_WORK TO COMPLETE_
Pick out the lines below that contain the string "insert" and copy them all.

_PROVIDED RECORDS_
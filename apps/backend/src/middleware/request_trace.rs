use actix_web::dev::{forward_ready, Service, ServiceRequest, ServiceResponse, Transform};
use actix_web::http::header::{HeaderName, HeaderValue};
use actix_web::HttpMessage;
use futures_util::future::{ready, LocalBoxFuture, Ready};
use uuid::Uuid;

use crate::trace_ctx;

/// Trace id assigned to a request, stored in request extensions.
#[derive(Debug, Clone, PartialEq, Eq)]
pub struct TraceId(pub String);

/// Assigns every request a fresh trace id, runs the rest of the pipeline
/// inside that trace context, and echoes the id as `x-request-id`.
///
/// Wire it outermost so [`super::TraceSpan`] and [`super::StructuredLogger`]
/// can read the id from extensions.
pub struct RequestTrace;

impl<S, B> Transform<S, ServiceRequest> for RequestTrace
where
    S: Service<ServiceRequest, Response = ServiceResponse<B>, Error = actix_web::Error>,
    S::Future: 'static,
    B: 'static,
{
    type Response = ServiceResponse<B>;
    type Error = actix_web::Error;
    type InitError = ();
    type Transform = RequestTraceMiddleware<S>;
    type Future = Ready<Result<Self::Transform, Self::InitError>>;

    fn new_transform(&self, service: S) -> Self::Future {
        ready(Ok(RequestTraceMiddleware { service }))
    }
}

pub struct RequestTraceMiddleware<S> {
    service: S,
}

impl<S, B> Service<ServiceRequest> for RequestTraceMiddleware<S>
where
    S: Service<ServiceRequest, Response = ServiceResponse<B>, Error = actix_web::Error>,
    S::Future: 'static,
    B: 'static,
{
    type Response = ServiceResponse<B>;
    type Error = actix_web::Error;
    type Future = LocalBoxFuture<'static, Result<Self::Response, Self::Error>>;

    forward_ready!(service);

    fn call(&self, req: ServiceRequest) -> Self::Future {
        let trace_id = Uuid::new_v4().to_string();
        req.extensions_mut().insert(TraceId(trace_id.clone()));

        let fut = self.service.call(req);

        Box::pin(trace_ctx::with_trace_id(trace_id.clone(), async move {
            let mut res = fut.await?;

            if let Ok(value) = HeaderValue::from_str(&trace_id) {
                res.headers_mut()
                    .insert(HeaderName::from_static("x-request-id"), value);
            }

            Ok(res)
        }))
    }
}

...

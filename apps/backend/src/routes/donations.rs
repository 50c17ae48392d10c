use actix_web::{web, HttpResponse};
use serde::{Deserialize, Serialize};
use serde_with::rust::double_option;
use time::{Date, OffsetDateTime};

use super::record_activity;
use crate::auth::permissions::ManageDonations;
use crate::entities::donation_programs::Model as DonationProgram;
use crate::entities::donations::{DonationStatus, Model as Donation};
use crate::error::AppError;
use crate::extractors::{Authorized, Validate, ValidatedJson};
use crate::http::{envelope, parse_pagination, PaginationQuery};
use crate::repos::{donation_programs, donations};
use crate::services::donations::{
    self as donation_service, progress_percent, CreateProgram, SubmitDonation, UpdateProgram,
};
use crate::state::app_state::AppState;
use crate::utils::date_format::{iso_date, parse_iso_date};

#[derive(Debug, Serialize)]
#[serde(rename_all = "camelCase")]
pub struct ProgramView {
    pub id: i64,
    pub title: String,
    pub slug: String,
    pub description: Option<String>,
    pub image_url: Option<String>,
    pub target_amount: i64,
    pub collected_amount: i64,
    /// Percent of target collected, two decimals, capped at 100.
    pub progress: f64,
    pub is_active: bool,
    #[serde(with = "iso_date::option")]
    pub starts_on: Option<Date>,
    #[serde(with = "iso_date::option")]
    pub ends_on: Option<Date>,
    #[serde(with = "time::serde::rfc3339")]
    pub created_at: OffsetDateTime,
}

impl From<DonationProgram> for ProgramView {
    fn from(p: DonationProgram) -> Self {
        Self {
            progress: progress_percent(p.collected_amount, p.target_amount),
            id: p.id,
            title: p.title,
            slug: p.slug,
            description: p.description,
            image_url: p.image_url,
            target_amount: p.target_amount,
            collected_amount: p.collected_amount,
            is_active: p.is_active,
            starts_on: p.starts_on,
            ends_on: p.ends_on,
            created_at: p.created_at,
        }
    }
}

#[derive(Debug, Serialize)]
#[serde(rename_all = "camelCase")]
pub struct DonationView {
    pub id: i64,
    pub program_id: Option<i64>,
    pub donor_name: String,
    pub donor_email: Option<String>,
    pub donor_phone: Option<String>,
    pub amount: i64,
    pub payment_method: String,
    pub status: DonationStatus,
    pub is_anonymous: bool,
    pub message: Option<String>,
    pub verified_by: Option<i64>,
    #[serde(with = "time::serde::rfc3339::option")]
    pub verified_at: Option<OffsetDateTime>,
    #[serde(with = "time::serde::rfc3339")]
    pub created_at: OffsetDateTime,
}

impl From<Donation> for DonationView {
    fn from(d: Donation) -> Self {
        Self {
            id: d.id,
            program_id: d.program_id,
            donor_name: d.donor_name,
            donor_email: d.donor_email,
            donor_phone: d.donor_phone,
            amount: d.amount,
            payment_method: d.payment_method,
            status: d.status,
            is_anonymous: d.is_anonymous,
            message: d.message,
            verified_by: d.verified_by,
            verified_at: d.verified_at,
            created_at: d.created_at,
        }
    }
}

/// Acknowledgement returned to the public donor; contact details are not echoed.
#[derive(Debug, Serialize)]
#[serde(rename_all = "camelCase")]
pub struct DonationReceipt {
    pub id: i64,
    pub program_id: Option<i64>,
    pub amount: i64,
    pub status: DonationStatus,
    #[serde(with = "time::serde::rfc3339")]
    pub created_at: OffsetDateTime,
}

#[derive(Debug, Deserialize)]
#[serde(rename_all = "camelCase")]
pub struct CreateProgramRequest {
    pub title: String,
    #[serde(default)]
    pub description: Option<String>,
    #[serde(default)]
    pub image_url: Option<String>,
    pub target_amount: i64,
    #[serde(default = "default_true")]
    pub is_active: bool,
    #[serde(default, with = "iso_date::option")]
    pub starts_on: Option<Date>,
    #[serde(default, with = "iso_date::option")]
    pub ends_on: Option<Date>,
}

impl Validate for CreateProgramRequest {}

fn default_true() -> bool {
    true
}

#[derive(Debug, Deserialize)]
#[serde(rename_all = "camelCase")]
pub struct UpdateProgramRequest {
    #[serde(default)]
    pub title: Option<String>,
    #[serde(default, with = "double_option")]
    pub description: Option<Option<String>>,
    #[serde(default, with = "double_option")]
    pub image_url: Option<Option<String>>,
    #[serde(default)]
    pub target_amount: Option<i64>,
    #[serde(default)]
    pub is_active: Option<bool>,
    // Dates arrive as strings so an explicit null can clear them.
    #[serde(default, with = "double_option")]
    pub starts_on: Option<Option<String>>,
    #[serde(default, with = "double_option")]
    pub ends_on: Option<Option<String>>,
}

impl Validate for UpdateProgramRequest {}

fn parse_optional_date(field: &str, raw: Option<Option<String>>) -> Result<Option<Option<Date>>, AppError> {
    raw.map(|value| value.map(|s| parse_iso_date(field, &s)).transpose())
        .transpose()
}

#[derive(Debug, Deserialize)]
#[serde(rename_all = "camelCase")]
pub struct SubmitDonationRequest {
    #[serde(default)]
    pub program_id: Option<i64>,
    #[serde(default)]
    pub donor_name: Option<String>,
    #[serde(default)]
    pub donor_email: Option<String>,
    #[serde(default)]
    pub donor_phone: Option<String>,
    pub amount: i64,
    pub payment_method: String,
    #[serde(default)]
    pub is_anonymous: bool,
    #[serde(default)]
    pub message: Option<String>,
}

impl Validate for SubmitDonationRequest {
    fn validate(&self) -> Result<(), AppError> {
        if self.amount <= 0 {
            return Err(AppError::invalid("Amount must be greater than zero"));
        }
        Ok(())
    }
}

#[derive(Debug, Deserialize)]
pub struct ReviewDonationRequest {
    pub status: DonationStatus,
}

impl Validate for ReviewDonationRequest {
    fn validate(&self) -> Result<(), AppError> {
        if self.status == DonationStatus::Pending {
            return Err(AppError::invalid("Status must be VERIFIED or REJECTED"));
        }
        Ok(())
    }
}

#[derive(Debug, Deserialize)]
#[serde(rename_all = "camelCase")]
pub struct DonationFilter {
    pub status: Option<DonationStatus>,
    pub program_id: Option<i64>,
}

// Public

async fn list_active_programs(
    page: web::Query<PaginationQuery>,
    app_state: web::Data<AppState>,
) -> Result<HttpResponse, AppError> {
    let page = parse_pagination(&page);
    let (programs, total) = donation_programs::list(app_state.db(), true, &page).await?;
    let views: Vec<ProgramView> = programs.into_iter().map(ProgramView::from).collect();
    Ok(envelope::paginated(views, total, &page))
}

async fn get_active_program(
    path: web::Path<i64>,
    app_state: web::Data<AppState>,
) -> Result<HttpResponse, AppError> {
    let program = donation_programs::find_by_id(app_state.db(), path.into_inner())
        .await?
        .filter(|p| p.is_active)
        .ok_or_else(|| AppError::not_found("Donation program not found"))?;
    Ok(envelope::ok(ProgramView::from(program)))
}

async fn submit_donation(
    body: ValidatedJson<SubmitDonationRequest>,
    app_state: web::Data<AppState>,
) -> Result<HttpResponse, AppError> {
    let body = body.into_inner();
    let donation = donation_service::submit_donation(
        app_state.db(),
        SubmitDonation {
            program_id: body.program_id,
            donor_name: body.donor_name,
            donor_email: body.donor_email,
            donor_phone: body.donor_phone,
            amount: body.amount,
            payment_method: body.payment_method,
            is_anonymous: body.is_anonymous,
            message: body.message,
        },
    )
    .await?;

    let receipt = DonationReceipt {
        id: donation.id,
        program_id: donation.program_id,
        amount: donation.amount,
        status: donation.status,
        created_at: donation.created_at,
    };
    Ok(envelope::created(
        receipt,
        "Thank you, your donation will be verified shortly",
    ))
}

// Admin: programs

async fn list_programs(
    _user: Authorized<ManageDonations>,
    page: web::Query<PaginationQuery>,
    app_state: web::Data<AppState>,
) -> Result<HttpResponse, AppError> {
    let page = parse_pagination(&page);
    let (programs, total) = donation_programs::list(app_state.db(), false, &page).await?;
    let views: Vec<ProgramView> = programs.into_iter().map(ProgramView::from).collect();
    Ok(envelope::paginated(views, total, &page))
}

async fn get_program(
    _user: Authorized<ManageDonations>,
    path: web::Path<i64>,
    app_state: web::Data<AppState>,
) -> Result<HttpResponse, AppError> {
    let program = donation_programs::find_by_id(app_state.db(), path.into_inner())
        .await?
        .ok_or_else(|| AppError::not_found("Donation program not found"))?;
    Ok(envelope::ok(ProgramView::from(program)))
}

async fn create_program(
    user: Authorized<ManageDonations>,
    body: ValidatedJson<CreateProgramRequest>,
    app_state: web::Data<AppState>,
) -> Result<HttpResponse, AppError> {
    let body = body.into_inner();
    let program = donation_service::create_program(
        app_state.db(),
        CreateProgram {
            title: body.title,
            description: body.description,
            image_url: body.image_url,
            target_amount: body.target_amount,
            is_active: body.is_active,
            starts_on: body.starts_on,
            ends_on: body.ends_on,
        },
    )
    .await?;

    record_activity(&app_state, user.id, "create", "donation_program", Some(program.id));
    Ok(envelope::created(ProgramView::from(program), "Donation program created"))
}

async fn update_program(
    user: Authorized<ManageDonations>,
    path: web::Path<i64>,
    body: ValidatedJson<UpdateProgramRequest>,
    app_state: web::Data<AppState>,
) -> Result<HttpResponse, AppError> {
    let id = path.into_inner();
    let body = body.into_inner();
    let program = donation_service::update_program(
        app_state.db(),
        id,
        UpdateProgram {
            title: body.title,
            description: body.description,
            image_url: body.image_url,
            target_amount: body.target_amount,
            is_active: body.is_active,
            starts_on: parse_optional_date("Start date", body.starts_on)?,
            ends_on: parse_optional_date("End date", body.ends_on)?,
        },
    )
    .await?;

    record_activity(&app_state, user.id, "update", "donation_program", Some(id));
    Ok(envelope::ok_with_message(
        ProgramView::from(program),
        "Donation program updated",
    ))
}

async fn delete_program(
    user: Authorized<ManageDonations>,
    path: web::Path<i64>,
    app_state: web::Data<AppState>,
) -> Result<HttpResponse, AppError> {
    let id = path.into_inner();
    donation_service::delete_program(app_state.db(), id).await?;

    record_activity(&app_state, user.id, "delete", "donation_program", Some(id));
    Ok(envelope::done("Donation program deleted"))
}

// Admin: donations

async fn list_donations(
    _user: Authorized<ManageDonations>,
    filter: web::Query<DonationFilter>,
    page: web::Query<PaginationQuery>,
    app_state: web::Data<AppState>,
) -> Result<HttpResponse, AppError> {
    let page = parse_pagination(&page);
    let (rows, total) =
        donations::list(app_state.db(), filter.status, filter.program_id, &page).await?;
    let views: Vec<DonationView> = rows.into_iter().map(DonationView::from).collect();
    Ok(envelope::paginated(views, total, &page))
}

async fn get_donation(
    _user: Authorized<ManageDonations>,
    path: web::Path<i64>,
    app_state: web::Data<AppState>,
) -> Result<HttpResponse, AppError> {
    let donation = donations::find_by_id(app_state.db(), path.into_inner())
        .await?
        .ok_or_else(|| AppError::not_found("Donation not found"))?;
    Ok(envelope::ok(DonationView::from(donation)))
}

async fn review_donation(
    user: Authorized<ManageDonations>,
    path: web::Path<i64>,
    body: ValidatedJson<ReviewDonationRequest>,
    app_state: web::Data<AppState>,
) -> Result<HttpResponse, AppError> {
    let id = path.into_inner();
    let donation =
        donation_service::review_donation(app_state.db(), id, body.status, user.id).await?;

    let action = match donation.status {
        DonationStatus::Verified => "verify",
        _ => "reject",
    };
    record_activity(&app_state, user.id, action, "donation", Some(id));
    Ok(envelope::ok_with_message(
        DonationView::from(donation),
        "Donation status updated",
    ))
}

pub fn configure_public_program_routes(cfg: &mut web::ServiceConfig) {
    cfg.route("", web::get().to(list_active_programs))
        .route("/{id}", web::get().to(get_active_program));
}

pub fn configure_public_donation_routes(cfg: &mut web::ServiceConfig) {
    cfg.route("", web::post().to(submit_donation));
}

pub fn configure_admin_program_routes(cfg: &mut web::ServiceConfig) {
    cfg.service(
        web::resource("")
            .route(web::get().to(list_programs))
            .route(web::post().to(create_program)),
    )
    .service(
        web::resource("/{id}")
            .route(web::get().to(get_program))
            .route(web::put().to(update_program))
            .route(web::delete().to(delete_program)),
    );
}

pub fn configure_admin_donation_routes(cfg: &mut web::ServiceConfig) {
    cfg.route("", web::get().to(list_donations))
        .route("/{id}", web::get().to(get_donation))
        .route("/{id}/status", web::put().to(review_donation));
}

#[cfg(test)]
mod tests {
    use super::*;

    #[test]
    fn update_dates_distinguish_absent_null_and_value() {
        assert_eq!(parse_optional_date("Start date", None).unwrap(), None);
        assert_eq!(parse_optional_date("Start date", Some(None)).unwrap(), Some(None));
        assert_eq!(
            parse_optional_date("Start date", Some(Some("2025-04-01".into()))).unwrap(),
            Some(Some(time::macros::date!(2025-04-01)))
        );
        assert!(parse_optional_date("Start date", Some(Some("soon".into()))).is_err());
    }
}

_OUTPUT BELOW_
        req.extensions_mut().insert(TraceId(trace_id.clone()));
                    .insert(HeaderName::from_static("x-request-id"), value);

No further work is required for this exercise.